[Data excerpts]
Content starts

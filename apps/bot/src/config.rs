use std::env::var;

pub const DEFAULT_PORT: u16 = 3000;

#[derive(Clone)]
pub struct Config {
    pub discord_token: String,
    pub port: u16,
}

impl Config {
    pub fn from_env() -> Self {
        Self {
            discord_token: var("DISCORD_TOKEN").expect("DISCORD_TOKEN not set"),
            port: var("PORT")
                .ok()
                .and_then(|p| p.parse().ok())
                .unwrap_or(DEFAULT_PORT),
        }
    }
}
/*
 * Copyright (c) godot-rust; Bromeon and contributors.
 * This Source Code Form is subject to the terms of the Mozilla Public
 * License, v. 2.0. If a copy of the MPL was not distributed with this
 * file, You can obtain one at https://mozilla.org/MPL/2.0/.
 */

//! # Internal crate of [**gdinterop**](https://docs.rs/gdinterop)
//!
//! Do not depend on this crate directly, instead use the `gdinterop` crate.
//! No SemVer or other guarantees are provided.

pub mod builtin;
pub mod global;
pub mod init;
pub mod lifetime;
pub mod meta;
pub mod obj;

#[doc(hidden)]
pub mod private;

pub use gdinterop_ffi as sys;
#[doc(hidden)]
pub use gdinterop_ffi::out;
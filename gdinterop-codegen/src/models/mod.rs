/*
 * Copyright (c) godot-rust; Bromeon and contributors.
 * This Source Code Form is subject to the terms of the Mozilla Public
 * License, v. 2.0. If a copy of the MPL was not distributed with this
 * file, You can obtain one at https://mozilla.org/MPL/2.0/.
 */

pub mod domain;
pub mod json;
/*
 * Copyright (c) godot-rust; Bromeon and contributors.
 * This Source Code Form is subject to the terms of the Mozilla Public
 * License, v. 2.0. If a copy of the MPL was not distributed with this
 * file, You can obtain one at https://mozilla.org/MPL/2.0/.
 */

//! Arrays, dictionaries and packed arrays.
//!
//! All containers are shared, refcounted engine values. To keep ownership unambiguous at the boundary, conversions to and from
//! `Variant` store and extract shallow duplicates: after `to_variant()` or `from_variant()`, mutating one side never shows on the
//! other. Raw pointer slots receive a copy-constructed handle, like any other engine call argument.

mod array;
mod dictionary;
mod packed_array;

pub use array::{Array, VarArray};
pub use dictionary::{Dictionary, TypedDictionary};
pub use packed_array::*;

use crate::builtin::Variant;
use crate::sys::{NativeValue, NativeVariant};

/// Replaces the variant stored at `slot`, releasing the previous value.
///
/// # Safety
/// `slot` must point to a live variant element of a container, with no other references to it.
pub(crate) unsafe fn replace_variant_slot(slot: *mut NativeVariant, value: Variant) {
    // SAFETY: see function contract; after `destroy()`, the slot is overwritten without being read.
    unsafe {
        (*slot).destroy();
        value.move_into_var_sys(slot as crate::sys::GDExtensionUninitializedVariantPtr);
    }
}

Content ends

Assignment —
Starting at the line that contains "without being read.", transcribe every line through the last line of the entries above, exactly, and nothing else.

Written solution —
    // SAFETY: see function contract; after `destroy()`, the slot is overwritten without being read.
    unsafe {
        (*slot).destroy();
        value.move_into_var_sys(slot as crate::sys::GDExtensionUninitializedVariantPtr);
    }
}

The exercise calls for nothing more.